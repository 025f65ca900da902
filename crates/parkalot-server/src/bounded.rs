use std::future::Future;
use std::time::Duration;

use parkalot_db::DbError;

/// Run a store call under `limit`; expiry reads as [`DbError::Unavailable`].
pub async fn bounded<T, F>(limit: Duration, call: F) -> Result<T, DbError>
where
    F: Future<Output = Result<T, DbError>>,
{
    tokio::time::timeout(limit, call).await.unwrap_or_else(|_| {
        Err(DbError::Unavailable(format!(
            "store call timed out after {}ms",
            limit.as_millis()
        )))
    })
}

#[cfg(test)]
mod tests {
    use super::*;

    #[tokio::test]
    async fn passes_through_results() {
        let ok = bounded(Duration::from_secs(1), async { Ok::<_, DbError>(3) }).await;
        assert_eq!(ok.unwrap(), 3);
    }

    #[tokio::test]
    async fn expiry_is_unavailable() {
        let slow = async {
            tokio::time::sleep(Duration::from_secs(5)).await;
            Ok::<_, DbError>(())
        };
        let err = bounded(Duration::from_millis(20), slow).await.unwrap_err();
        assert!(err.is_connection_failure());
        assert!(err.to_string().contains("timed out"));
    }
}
◇ ◇ ◇ ◇ ◇ ◇ ◇
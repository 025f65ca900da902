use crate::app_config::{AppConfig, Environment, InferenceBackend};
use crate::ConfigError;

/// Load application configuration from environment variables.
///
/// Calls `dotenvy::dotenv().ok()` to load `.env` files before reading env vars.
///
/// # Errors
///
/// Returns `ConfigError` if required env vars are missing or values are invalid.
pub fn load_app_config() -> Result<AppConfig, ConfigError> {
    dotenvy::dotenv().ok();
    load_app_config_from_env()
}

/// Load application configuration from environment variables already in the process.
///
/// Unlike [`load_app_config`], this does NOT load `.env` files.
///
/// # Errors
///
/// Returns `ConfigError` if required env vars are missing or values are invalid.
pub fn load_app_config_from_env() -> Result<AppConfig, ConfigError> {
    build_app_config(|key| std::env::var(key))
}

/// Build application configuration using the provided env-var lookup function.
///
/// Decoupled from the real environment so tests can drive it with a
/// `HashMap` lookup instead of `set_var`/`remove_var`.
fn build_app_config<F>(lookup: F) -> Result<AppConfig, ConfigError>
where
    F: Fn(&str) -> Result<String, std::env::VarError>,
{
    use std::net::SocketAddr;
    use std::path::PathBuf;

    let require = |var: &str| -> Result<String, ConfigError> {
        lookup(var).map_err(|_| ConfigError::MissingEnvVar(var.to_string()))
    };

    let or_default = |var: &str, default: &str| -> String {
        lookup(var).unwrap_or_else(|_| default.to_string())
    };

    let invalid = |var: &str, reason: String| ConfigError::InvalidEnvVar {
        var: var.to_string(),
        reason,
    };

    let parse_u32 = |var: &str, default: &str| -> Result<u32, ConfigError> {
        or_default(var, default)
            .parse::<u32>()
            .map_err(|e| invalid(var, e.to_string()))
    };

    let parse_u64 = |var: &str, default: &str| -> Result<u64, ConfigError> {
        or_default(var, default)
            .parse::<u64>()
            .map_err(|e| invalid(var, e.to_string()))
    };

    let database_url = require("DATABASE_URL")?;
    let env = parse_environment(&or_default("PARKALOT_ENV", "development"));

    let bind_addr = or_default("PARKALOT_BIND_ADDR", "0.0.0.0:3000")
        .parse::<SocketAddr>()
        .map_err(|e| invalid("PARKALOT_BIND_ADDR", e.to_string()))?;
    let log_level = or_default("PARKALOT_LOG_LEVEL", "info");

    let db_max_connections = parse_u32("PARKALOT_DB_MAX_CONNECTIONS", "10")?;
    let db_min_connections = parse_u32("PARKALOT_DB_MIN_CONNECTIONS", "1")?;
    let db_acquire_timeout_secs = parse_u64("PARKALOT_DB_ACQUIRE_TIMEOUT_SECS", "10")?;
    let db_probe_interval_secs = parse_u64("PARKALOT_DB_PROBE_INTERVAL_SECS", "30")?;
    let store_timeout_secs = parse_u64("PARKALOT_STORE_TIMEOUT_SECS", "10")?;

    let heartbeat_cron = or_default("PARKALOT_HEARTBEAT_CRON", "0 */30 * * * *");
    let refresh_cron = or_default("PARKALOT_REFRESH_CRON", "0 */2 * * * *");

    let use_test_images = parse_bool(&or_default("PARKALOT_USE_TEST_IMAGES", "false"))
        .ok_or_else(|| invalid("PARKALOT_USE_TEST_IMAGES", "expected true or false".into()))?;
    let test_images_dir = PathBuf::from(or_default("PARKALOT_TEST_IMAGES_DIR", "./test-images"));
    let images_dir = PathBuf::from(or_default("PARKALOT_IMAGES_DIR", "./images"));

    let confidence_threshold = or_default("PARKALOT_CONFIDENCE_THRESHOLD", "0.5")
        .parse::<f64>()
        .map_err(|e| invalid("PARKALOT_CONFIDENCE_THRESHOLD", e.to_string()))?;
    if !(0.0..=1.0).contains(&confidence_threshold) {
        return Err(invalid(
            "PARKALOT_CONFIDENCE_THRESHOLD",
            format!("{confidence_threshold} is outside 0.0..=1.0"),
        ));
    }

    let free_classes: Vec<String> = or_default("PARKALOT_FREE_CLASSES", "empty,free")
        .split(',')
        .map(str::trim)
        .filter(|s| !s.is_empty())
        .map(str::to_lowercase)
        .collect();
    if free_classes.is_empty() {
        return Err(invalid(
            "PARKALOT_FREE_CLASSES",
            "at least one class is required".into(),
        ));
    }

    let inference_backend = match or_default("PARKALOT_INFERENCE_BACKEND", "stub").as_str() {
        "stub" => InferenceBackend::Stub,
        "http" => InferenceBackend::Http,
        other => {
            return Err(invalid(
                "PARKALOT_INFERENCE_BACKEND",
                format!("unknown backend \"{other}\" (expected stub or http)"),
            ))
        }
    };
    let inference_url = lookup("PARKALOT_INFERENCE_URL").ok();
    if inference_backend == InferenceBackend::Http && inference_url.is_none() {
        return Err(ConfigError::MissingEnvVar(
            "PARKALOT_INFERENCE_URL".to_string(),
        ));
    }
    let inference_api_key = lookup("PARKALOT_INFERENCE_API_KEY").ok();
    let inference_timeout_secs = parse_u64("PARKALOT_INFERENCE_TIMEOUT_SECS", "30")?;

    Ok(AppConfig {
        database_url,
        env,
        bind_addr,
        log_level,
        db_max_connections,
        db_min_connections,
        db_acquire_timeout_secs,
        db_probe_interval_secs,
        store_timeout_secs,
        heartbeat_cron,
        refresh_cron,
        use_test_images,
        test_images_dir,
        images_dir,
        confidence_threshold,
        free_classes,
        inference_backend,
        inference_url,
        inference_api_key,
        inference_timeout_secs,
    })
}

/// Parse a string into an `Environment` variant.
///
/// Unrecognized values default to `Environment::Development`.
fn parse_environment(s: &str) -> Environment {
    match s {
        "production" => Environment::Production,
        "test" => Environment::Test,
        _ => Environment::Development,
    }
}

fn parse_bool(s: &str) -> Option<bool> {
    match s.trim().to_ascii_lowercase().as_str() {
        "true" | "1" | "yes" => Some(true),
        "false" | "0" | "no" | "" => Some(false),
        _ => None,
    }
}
◇ ◇ ◇ ◇ ◇ ◇ ◇
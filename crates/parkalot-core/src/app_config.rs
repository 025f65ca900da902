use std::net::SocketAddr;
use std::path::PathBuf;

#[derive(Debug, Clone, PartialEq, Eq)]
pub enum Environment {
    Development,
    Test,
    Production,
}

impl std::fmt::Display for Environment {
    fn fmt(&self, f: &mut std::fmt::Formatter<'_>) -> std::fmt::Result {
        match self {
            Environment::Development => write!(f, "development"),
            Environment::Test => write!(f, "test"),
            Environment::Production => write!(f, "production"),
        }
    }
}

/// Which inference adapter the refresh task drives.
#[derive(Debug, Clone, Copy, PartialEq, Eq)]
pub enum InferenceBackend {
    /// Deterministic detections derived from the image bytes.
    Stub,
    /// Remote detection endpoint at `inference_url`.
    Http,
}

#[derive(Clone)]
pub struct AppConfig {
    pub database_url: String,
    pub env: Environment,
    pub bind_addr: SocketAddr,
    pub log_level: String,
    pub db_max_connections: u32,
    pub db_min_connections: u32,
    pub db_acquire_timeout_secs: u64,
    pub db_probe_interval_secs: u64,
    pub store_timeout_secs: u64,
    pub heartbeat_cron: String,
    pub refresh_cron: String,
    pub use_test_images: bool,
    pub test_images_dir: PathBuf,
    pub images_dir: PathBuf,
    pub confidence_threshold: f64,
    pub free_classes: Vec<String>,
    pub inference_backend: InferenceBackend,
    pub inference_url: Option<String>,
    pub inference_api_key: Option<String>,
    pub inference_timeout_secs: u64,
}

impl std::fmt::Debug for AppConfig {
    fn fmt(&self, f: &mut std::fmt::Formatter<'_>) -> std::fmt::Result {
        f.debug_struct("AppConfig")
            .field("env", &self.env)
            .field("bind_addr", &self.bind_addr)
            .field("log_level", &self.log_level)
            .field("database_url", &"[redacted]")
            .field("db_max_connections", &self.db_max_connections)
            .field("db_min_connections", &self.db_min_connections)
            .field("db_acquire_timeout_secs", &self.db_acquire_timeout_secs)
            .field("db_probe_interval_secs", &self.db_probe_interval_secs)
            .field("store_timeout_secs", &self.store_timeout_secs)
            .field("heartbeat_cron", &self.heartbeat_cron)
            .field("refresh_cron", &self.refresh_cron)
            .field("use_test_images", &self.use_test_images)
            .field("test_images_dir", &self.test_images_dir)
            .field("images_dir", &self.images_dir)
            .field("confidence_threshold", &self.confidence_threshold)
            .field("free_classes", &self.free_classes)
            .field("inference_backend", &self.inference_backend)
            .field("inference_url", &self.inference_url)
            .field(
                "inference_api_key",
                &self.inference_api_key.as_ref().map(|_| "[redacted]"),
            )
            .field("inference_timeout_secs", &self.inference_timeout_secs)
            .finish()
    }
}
◇ ◇ ◇ ◇ ◇ ◇ ◇
Exercise goal: Within the entries, find all lines that contain "InferenceBackend" and copy each one.

Exercise answer:
use crate::app_config::{AppConfig, Environment, InferenceBackend};
        "stub" => InferenceBackend::Stub,
        "http" => InferenceBackend::Http,
    if inference_backend == InferenceBackend::Http && inference_url.is_none() {
pub enum InferenceBackend {
    pub inference_backend: InferenceBackend,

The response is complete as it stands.